Stored items
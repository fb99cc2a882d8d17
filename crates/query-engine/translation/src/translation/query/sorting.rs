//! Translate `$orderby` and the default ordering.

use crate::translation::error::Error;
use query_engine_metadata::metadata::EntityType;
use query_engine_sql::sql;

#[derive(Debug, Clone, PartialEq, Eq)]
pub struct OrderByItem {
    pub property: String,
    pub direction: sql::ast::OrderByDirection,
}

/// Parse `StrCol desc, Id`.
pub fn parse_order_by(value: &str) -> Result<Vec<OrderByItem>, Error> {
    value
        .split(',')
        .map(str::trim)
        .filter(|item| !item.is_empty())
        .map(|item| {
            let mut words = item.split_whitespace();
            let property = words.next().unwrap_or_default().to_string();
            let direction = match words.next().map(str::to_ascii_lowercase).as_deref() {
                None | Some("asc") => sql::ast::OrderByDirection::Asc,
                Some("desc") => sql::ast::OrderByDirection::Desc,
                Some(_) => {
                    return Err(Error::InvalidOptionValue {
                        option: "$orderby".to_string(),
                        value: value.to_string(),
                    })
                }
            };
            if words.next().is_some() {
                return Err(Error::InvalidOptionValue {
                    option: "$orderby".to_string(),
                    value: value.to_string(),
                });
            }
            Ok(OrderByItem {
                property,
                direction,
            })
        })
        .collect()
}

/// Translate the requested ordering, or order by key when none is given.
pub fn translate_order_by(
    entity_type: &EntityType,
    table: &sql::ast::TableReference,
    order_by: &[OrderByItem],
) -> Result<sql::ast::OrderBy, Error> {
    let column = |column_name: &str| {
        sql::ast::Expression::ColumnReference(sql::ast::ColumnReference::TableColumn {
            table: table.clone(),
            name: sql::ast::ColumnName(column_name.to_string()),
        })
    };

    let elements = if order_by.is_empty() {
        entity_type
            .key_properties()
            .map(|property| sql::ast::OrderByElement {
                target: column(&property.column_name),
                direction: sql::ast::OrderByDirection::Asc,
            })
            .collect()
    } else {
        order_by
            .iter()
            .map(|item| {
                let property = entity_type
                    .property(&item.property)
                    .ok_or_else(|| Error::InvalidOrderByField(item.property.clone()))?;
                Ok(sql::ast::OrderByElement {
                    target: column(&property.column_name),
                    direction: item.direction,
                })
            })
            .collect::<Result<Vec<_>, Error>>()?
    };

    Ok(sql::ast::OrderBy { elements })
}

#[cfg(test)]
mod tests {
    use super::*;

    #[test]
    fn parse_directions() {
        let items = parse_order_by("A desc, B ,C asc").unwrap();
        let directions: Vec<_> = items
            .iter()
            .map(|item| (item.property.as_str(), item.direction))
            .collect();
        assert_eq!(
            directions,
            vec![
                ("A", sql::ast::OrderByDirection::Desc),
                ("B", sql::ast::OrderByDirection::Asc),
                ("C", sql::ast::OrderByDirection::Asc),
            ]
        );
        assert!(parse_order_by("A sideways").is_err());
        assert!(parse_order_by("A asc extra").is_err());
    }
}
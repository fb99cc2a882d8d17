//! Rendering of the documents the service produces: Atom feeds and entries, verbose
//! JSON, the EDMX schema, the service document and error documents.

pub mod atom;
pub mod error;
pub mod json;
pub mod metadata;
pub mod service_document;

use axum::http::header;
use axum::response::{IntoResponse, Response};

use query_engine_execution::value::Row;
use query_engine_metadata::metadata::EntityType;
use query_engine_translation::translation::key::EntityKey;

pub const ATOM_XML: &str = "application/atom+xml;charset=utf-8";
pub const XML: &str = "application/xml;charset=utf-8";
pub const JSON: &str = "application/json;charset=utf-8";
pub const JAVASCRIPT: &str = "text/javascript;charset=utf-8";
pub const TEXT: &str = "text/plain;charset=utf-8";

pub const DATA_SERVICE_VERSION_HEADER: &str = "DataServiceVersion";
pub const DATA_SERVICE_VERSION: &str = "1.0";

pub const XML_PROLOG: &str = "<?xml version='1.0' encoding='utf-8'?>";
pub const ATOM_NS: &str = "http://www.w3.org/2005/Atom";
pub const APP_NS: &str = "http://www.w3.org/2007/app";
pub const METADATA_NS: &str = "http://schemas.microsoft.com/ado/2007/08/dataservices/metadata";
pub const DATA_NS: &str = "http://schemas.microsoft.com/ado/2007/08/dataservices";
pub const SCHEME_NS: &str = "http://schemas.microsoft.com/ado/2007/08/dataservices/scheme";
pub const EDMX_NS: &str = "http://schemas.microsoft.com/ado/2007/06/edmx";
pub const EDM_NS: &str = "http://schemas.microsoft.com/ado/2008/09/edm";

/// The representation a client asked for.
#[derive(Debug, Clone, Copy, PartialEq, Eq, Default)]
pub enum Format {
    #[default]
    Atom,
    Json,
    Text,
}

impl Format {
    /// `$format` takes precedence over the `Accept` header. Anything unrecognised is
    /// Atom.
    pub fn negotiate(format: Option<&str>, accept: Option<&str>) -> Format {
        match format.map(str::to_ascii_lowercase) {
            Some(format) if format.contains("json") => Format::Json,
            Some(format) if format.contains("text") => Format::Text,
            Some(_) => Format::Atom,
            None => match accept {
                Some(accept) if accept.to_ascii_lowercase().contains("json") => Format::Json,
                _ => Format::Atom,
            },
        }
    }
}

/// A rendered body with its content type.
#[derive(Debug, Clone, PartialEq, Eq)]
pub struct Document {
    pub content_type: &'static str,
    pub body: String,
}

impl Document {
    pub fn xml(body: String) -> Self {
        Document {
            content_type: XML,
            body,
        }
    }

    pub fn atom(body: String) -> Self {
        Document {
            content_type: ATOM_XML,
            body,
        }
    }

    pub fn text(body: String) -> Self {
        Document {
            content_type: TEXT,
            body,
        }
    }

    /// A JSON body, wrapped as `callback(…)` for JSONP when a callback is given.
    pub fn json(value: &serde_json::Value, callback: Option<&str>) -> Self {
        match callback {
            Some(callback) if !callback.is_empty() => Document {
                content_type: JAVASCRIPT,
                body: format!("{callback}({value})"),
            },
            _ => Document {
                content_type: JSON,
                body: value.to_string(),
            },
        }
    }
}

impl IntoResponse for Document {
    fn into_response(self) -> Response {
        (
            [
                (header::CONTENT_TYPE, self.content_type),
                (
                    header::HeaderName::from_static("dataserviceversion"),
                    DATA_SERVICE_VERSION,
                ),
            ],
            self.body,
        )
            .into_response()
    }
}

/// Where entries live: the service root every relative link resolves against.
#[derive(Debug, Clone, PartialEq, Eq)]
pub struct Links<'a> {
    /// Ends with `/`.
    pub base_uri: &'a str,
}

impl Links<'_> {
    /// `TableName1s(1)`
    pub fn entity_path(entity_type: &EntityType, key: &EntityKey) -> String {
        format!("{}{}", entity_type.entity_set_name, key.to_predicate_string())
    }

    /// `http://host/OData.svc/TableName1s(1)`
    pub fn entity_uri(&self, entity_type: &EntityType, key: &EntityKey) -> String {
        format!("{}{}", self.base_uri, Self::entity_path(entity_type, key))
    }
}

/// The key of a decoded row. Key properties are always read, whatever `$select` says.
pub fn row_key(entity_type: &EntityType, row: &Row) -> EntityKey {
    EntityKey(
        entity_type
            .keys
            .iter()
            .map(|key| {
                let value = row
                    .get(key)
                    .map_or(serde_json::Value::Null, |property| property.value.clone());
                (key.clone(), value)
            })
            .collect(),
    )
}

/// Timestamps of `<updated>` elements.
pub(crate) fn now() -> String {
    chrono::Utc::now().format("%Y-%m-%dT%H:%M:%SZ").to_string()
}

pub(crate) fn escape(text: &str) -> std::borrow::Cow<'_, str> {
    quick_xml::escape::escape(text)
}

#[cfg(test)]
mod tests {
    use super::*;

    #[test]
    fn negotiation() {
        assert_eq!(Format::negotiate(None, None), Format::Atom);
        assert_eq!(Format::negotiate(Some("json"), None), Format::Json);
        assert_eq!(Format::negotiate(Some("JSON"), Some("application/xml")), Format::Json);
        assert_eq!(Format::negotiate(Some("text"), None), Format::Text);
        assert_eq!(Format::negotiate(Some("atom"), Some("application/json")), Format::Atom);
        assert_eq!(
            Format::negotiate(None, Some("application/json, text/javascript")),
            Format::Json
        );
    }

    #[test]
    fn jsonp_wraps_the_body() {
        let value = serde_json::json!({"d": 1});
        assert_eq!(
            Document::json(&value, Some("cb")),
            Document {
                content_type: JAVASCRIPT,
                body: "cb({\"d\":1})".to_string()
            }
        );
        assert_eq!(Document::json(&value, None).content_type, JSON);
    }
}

**How to complete this task**
The response must contain each line above that holds the string "http".

**Written answer**
use axum::http::header;
pub const ATOM_NS: &str = "http://www.w3.org/2005/Atom";
pub const APP_NS: &str = "http://www.w3.org/2007/app";
pub const METADATA_NS: &str = "http://schemas.microsoft.com/ado/2007/08/dataservices/metadata";
pub const DATA_NS: &str = "http://schemas.microsoft.com/ado/2007/08/dataservices";
pub const SCHEME_NS: &str = "http://schemas.microsoft.com/ado/2007/08/dataservices/scheme";
pub const EDMX_NS: &str = "http://schemas.microsoft.com/ado/2007/06/edmx";
pub const EDM_NS: &str = "http://schemas.microsoft.com/ado/2008/09/edm";
    /// `http://host/OData.svc/TableName1s(1)`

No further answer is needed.